Una de las capacidades de las enzimas naturales con actividad RT es destruir la molécula de ARN molde una vez finalizada su tarea de transcripción. En la enzima optimizada, esta posibilidad se ha eliminado lo cual permite que, una vez terminada la copia, la molécula de ARN viral sea liberada y pueda ser usada como molde por otra enzima para empezar el proceso nuevamente. Esto amplifica la cantidad de mensaje leído y convertido a ADNc lo cual mejora la sensibilidad de los métodos diagnósticos.

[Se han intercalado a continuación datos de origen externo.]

use bevy::prelude::*;

#[derive(Debug, Clone, Copy, Default, Eq, PartialEq, Hash, States)]
pub enum AppState {
    /// Waiting on `viewer.json`.
    #[default]
    Configuring,
    /// Config applied; environment and model stream in while the scene renders.
    Viewing,
}
use crate::engine::assets::viewer_config::ViewerConfig;
use bevy::gltf::Gltf;
use bevy::prelude::*;

/// Handles for every asset the viewer waits on. `None` until the load starts.
#[derive(Resource, Default)]
pub struct ViewerAssets {
    pub config: Option<Handle<ViewerConfig>>,
    pub environment_map: Option<Handle<Image>>,
    pub model: Option<Handle<Gltf>>,
}
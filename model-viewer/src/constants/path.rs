pub const VIEWER_CONFIG_PATH: &str = "viewer.json";

/// Local copy of Poly Haven's `pond_bridge_night_1k.hdr`.
pub const ENVIRONMENT_MAP_PATH: &str = "environment/pond_bridge_night_1k.hdr";

pub const MODEL_PATH: &str = "models/DamagedHelmet.gltf";

pub const RGB_SHIFT_SHADER_PATH: &str = "shaders/rgb_shift.wgsl";
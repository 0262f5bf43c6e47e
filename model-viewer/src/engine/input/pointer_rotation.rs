use crate::engine::assets::viewer_config::ViewerConfig;
use crate::engine::loading::model_loader::{LoadedModel, ViewerModel};
use bevy::prelude::*;
use bevy::window::PrimaryWindow;

/// Target angles for a cursor position: `x` is the rotation about the X axis
/// (from vertical position), `y` about the Y axis (from horizontal position).
/// The viewport centre maps to zero and the edges to `±max_rotation / 2`.
pub fn rotation_target(cursor: Vec2, window_size: Vec2, max_rotation: f32) -> Option<Vec2> {
    if window_size.x <= 0.0 || window_size.y <= 0.0 {
        return None;
    }
    let normalised = cursor / window_size - Vec2::splat(0.5);
    Some(Vec2::new(normalised.y, normalised.x) * max_rotation)
}

/// Quadratic ease-out: fast start, gentle settle.
pub fn ease_out_quad(t: f32) -> f32 {
    let t = t.clamp(0.0, 1.0);
    1.0 - (1.0 - t) * (1.0 - t)
}

/// Eased interpolation of the model's X/Y rotation towards the latest target.
#[derive(Component, Debug, Clone, Copy, PartialEq, Default)]
pub struct RotationTween {
    pub from: Vec2,
    pub to: Vec2,
    pub elapsed: f32,
    pub duration: f32,
}

impl RotationTween {
    pub fn current(&self) -> Vec2 {
        if self.duration <= 0.0 {
            return self.to;
        }
        self.from.lerp(self.to, ease_out_quad(self.elapsed / self.duration))
    }

    /// Restart from wherever the model is now, so a new target mid-flight
    /// never makes the model jump.
    pub fn retarget(&mut self, to: Vec2, duration: f32) {
        self.from = self.current();
        self.to = to;
        self.elapsed = 0.0;
        self.duration = duration.max(0.0);
    }

    pub fn advance(&mut self, delta_secs: f32) {
        self.elapsed = (self.elapsed + delta_secs).min(self.duration);
    }

    pub fn is_settled(&self) -> bool {
        self.elapsed >= self.duration
    }
}

/// Point the model's tween at the angles for the latest cursor position.
/// Does nothing until the model has loaded.
pub fn retarget_rotation_on_pointer_move(
    mut cursor_moved: EventReader<CursorMoved>,
    windows: Query<&Window, With<PrimaryWindow>>,
    loaded_model: Res<LoadedModel>,
    config: Res<ViewerConfig>,
    mut tweens: Query<&mut RotationTween, With<ViewerModel>>,
) {
    let Some(cursor) = cursor_moved.read().last() else {
        return;
    };
    let Some(model) = loaded_model.entity() else {
        return;
    };
    let Ok(window) = windows.single() else {
        return;
    };
    let Some(target) = rotation_target(
        cursor.position,
        Vec2::new(window.width(), window.height()),
        config.max_rotation,
    ) else {
        return;
    };
    let Ok(mut tween) = tweens.get_mut(model) else {
        return;
    };

    tween.retarget(target, config.rotation_duration());
}

pub fn advance_rotation_tween(
    time: Res<Time>,
    mut query: Query<(&mut RotationTween, &mut Transform), With<ViewerModel>>,
) {
    for (mut tween, mut transform) in &mut query {
        if tween.is_settled() {
            continue;
        }
        tween.advance(time.delta_secs());
        let angles = tween.current();
        transform.rotation = Quat::from_euler(EulerRot::XYZ, angles.x, angles.y, 0.0);
    }
}

#[cfg(test)]
mod tests {
    use super::*;
    use approx::assert_relative_eq;
    use bevy::window::WindowResolution;
    use std::f32::consts::PI;
    use std::time::Duration;

    const MAX: f32 = PI * 0.3;
    const VIEWPORT: Vec2 = Vec2::new(800.0, 600.0);

    fn pointer_app() -> (App, Entity) {
        let mut app = App::new();
        app.add_event::<CursorMoved>()
            .init_resource::<Time>()
            .init_resource::<LoadedModel>()
            .insert_resource(ViewerConfig::default())
            .add_systems(
                Update,
                (retarget_rotation_on_pointer_move, advance_rotation_tween).chain(),
            );
        let window = app
            .world_mut()
            .spawn((
                Window {
                    resolution: WindowResolution::new(VIEWPORT.x, VIEWPORT.y),
                    ..default()
                },
                PrimaryWindow,
            ))
            .id();
        (app, window)
    }

    fn spawn_loaded_model(app: &mut App) -> Entity {
        let model = app
            .world_mut()
            .spawn((Transform::IDENTITY, RotationTween::default(), ViewerModel))
            .id();
        app.world_mut().resource_mut::<LoadedModel>().0 = Some(model);
        model
    }

    fn move_cursor(app: &mut App, window: Entity, position: Vec2) {
        app.world_mut().send_event(CursorMoved {
            window,
            position,
            delta: None,
        });
    }

    fn tick(app: &mut App, millis: u64) {
        app.world_mut()
            .resource_mut::<Time>()
            .advance_by(Duration::from_millis(millis));
        app.update();
    }

    #[test]
    fn centre_of_viewport_is_zero_rotation() {
        let target = rotation_target(VIEWPORT * 0.5, VIEWPORT, MAX).unwrap();
        assert_relative_eq!(target.x, 0.0);
        assert_relative_eq!(target.y, 0.0);
    }

    #[test]
    fn bottom_right_corner_is_maximum_rotation() {
        let target = rotation_target(VIEWPORT, VIEWPORT, MAX).unwrap();
        assert_relative_eq!(target.x, 0.15 * PI);
        assert_relative_eq!(target.y, 0.15 * PI);
    }

    #[test]
    fn top_left_corner_is_negative_maximum() {
        let target = rotation_target(Vec2::ZERO, VIEWPORT, MAX).unwrap();
        assert_relative_eq!(target.x, -0.15 * PI);
        assert_relative_eq!(target.y, -0.15 * PI);
    }

    #[test]
    fn horizontal_position_drives_y_rotation_only() {
        let target = rotation_target(Vec2::new(800.0, 300.0), VIEWPORT, MAX).unwrap();
        assert_relative_eq!(target.x, 0.0);
        assert_relative_eq!(target.y, 0.15 * PI);
    }

    #[test]
    fn collapsed_viewport_has_no_target() {
        assert_eq!(rotation_target(Vec2::ZERO, Vec2::new(0.0, 600.0), MAX), None);
    }

    #[test]
    fn ease_out_quad_endpoints() {
        assert_relative_eq!(ease_out_quad(0.0), 0.0);
        assert_relative_eq!(ease_out_quad(0.5), 0.75);
        assert_relative_eq!(ease_out_quad(1.0), 1.0);
        assert_relative_eq!(ease_out_quad(2.0), 1.0);
    }

    #[test]
    fn retarget_mid_flight_starts_from_current_angles() {
        let mut tween = RotationTween::default();
        tween.retarget(Vec2::new(1.0, 0.0), 1.0);
        tween.advance(0.5);
        let midway = tween.current();

        tween.retarget(Vec2::new(-1.0, 0.0), 1.0);
        assert_eq!(tween.from, midway);
        assert_relative_eq!(tween.current().x, 0.75);
    }

    #[test]
    fn pointer_move_before_model_loads_is_ignored() {
        let (mut app, window) = pointer_app();
        // A model entity exists, but the reference has not been recorded.
        let orphan = app
            .world_mut()
            .spawn((Transform::IDENTITY, RotationTween::default(), ViewerModel))
            .id();

        move_cursor(&mut app, window, VIEWPORT);
        tick(&mut app, 100);

        let tween = app.world().get::<RotationTween>(orphan).copied();
        assert_eq!(tween, Some(RotationTween::default()));
    }

    #[test]
    fn pointer_move_with_no_model_at_all_does_not_panic() {
        let (mut app, window) = pointer_app();
        move_cursor(&mut app, window, Vec2::new(10.0, 20.0));
        tick(&mut app, 16);
        assert_eq!(app.world().resource::<LoadedModel>().entity(), None);
    }

    #[test]
    fn pointer_move_retargets_loaded_model() {
        let (mut app, window) = pointer_app();
        let model = spawn_loaded_model(&mut app);

        move_cursor(&mut app, window, VIEWPORT);
        tick(&mut app, 0);

        let tween = app.world().get::<RotationTween>(model).copied().unwrap();
        assert_relative_eq!(tween.to.x, 0.15 * PI);
        assert_relative_eq!(tween.to.y, 0.15 * PI);
        assert_relative_eq!(tween.duration, 0.5);
    }

    #[test]
    fn tween_advances_once_per_frame() {
        let (mut app, window) = pointer_app();
        let model = spawn_loaded_model(&mut app);

        move_cursor(&mut app, window, VIEWPORT);
        tick(&mut app, 100);
        let tween = app.world().get::<RotationTween>(model).copied().unwrap();
        assert_relative_eq!(tween.elapsed, 0.1, epsilon = 1e-6);

        tick(&mut app, 100);
        let tween = app.world().get::<RotationTween>(model).copied().unwrap();
        assert_relative_eq!(tween.elapsed, 0.2, epsilon = 1e-6);
    }

    #[test]
    fn model_settles_on_target_after_duration() {
        let (mut app, window) = pointer_app();
        let model = spawn_loaded_model(&mut app);

        move_cursor(&mut app, window, Vec2::new(800.0, 300.0));
        tick(&mut app, 0);
        tick(&mut app, 600);

        let rotation = app.world().get::<Transform>(model).unwrap().rotation;
        let expected = Quat::from_euler(EulerRot::XYZ, 0.0, 0.15 * PI, 0.0);
        assert!(rotation.angle_between(expected) < 1e-5);
    }
}
use bevy::prelude::*;

#[derive(Debug, Clone, Default, PartialEq)]
pub enum AssetStatus {
    #[default]
    Pending,
    Loaded,
    Failed(String),
}

impl AssetStatus {
    /// Loaded or failed; nothing more will happen to this asset.
    pub fn is_settled(&self) -> bool {
        !matches!(self, AssetStatus::Pending)
    }

    fn describe(&self) -> String {
        match self {
            AssetStatus::Pending => "loading".to_string(),
            AssetStatus::Loaded => "ready".to_string(),
            AssetStatus::Failed(reason) => format!("failed ({})", reason),
        }
    }
}

#[derive(Resource, Default)]
pub struct LoadingProgress {
    pub environment: AssetStatus,
    pub model: AssetStatus,
    last_reported_percent: Option<u32>,
}

impl LoadingProgress {
    pub fn percent_loaded(&self) -> u32 {
        let loaded = [&self.environment, &self.model]
            .into_iter()
            .filter(|status| **status == AssetStatus::Loaded)
            .count() as u32;
        loaded * 100 / 2
    }

    pub fn all_loaded(&self) -> bool {
        self.environment == AssetStatus::Loaded && self.model == AssetStatus::Loaded
    }

    /// Status for the overlay, or `None` once everything is ready.
    pub fn status_line(&self) -> Option<String> {
        if self.all_loaded() {
            return None;
        }
        Some(format!(
            "{}% loaded | environment: {} | model: {}",
            self.percent_loaded(),
            self.environment.describe(),
            self.model.describe()
        ))
    }
}

/// Log the loaded percentage whenever it changes.
pub fn report_loading_progress(mut progress: ResMut<LoadingProgress>) {
    let percent = progress.percent_loaded();
    if progress.last_reported_percent == Some(percent) {
        return;
    }

    info!("{}% loaded", percent);
    // Reporting is bookkeeping; it must not retrigger the status overlay.
    progress.bypass_change_detection().last_reported_percent = Some(percent);
}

Por último, uno de los beneficios más importantes se relaciona con los requerimientos que la enzima optimizada tiene para funcionar. En general, las enzimas tienen distintos requerimientos para operar óptimamente: la temperatura, la acidez del medio o la cantidad de sales presentes en la solución necesaria para que ocurra la reacción. Esto suele ser un obstáculo para los métodos diagnósticos, que necesitan una enzima extra denominada ADN polimerasa para amplificar y detectar las moléculas de ADNc. Uno de los desarrollos más importantes del estudio de Agüero es la posibilidad que ambas enzimas funcionen juntas a pesar que tengan requerimientos distintos. Esto logra una gran ventaja desde el punto de vista del diagnóstico en tanto se puede hacer toda la incubación en un único tubo de ensayo de una sola vez ahorrando un paso al operador, evitando la manipulación de muestras, reduciendo la posibilidad de contaminación y evitando el uso de plásticos y tubos de ensayos extras.

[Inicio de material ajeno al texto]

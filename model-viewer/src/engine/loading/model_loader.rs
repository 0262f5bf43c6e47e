use crate::engine::assets::viewer_assets::ViewerAssets;
use crate::engine::assets::viewer_config::ViewerConfig;
use crate::engine::input::pointer_rotation::RotationTween;
use crate::engine::loading::progress::{AssetStatus, LoadingProgress};
use bevy::asset::RecursiveDependencyLoadState;
use bevy::gltf::Gltf;
use bevy::prelude::*;

/// Root entity of the spawned glTF scene.
#[derive(Component)]
pub struct ViewerModel;

/// The model reference. Absent until the glTF and every dependency it pulls in
/// have loaded, and stays absent if loading fails.
#[derive(Resource, Default, Debug)]
pub struct LoadedModel(pub Option<Entity>);

impl LoadedModel {
    pub fn entity(&self) -> Option<Entity> {
        self.0
    }
}

pub fn spawn_model_when_ready(
    mut commands: Commands,
    mut progress: ResMut<LoadingProgress>,
    mut loaded_model: ResMut<LoadedModel>,
    viewer_assets: Res<ViewerAssets>,
    asset_server: Res<AssetServer>,
    gltfs: Res<Assets<Gltf>>,
    config: Res<ViewerConfig>,
) {
    if progress.model.is_settled() {
        return;
    }

    let Some(handle) = &viewer_assets.model else {
        return;
    };

    match asset_server.recursive_dependency_load_state(handle) {
        RecursiveDependencyLoadState::Loaded => {}
        RecursiveDependencyLoadState::Failed(error) => {
            error!("An error happened loading {}: {}", config.model, error);
            progress.model = AssetStatus::Failed(error.to_string());
            return;
        }
        _ => return,
    }

    let Some(gltf) = gltfs.get(handle) else {
        return;
    };

    let Some(scene) = gltf
        .default_scene
        .clone()
        .or_else(|| gltf.scenes.first().cloned())
    else {
        error!("An error happened loading {}: no scenes in file", config.model);
        progress.model = AssetStatus::Failed("no scenes in file".to_string());
        return;
    };

    let entity = commands
        .spawn((
            SceneRoot(scene),
            Transform::IDENTITY,
            RotationTween::default(),
            ViewerModel,
        ))
        .id();
    loaded_model.0 = Some(entity);

    info!("✓ Model ready: {}", config.model);
    progress.model = AssetStatus::Loaded;
}

#[cfg(test)]
mod tests {
    use super::*;
    use bevy::asset::AssetMetaCheck;
    use std::time::Duration;

    fn model_app(path: &str) -> App {
        let mut app = App::new();
        app.add_plugins((
            MinimalPlugins,
            AssetPlugin {
                meta_check: AssetMetaCheck::Never,
                ..default()
            },
        ))
        .init_asset::<Gltf>()
        .init_resource::<LoadingProgress>()
        .init_resource::<LoadedModel>()
        .insert_resource(ViewerConfig {
            model: path.to_string(),
            ..default()
        })
        .add_systems(Update, spawn_model_when_ready);

        let handle = app.world().resource::<AssetServer>().load(path.to_string());
        app.world_mut().insert_resource(ViewerAssets {
            model: Some(handle),
            ..default()
        });
        app
    }

    #[test]
    fn failed_model_load_leaves_reference_absent() {
        let mut app = model_app("models/missing.gltf");

        for _ in 0..1000 {
            app.update();
            if app.world().resource::<LoadingProgress>().model.is_settled() {
                break;
            }
            std::thread::sleep(Duration::from_millis(2));
        }

        assert!(matches!(
            app.world().resource::<LoadingProgress>().model,
            AssetStatus::Failed(_)
        ));
        assert_eq!(app.world().resource::<LoadedModel>().entity(), None);

        let mut models = app.world_mut().query_filtered::<Entity, With<ViewerModel>>();
        assert_eq!(models.iter(app.world()).count(), 0);
    }

    // DamagedHelmet references its textures as external JPEG files.
    #[test]
    fn model_texture_formats_have_decoders() {
        let extensions = bevy::image::ImageLoader::SUPPORTED_FILE_EXTENSIONS;

        for extension in ["jpg", "jpeg", "png"] {
            assert!(
                extensions.contains(&extension),
                "no image decoder for .{}",
                extension
            );
        }
    }

    #[test]
    fn nothing_spawns_before_a_load_is_requested() {
        let mut app = model_app("models/missing.gltf");
        app.world_mut().resource_mut::<ViewerAssets>().model = None;

        for _ in 0..5 {
            app.update();
        }

        assert_eq!(
            app.world().resource::<LoadingProgress>().model,
            AssetStatus::Pending
        );
        assert_eq!(app.world().resource::<LoadedModel>().entity(), None);
    }
}
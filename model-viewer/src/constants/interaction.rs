use std::f32::consts::PI;

/// Full rotation range across the viewport, giving ±0.15π at the edges.
pub const MAX_ROTATION: f32 = PI * 0.3;

/// Seconds for the model to settle on a new pointer target.
pub const ROTATION_DURATION: f32 = 0.5;
use crate::engine::core::app_setup::create_app;

mod constants;
mod engine;

fn main() {
    let mut app = create_app();

    #[cfg(target_arch = "wasm32")]
    {
        wasm_bindgen_futures::spawn_local(async move {
            app.run();
        });
    }

    #[cfg(not(target_arch = "wasm32"))]
    {
        app.run();
    }
}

El proyecto es parte de un consorcio conformado por dos iniciativas más que fueron seleccionadas en la Convocatoria IP COVID-19 que coinciden en sus objetivos: la optimización de diferentes aspectos del método de diagnóstico de COVID-19, cuyo agente etiológico es el SARS-CoV-2, basado en la extracción y purificación de ARN, seguido por RT-qPCR. El equipo del Dr. Alberto Kornblihtt trabajó en todos los pasos necesarios del protocolo, buscando abaratar costos y permitiendo el diagnóstico en cualquier laboratorio de investigación, a partir de un método de qPCR más flexible y de la inactivación de las muestras clínicas en su lugar de obtención. El equipo de la Dra. Julieta Imperiale se concentró en el primer paso de extracción y purificación de ARN, apuntando al desarrollo de un método basado en nanopartículas magnéticas. El trabajo colaborativo entre estos grupos de investigación nos permite acelerar la obtención de resultados a partir del intercambio y complementación de los desarrollos sobre principios de testeo. Al mismo tiempo, el uso de diferentes metodologías para el diagnóstico de COVID-19 permite generar opciones que se adapten a diferentes escenarios de testeo.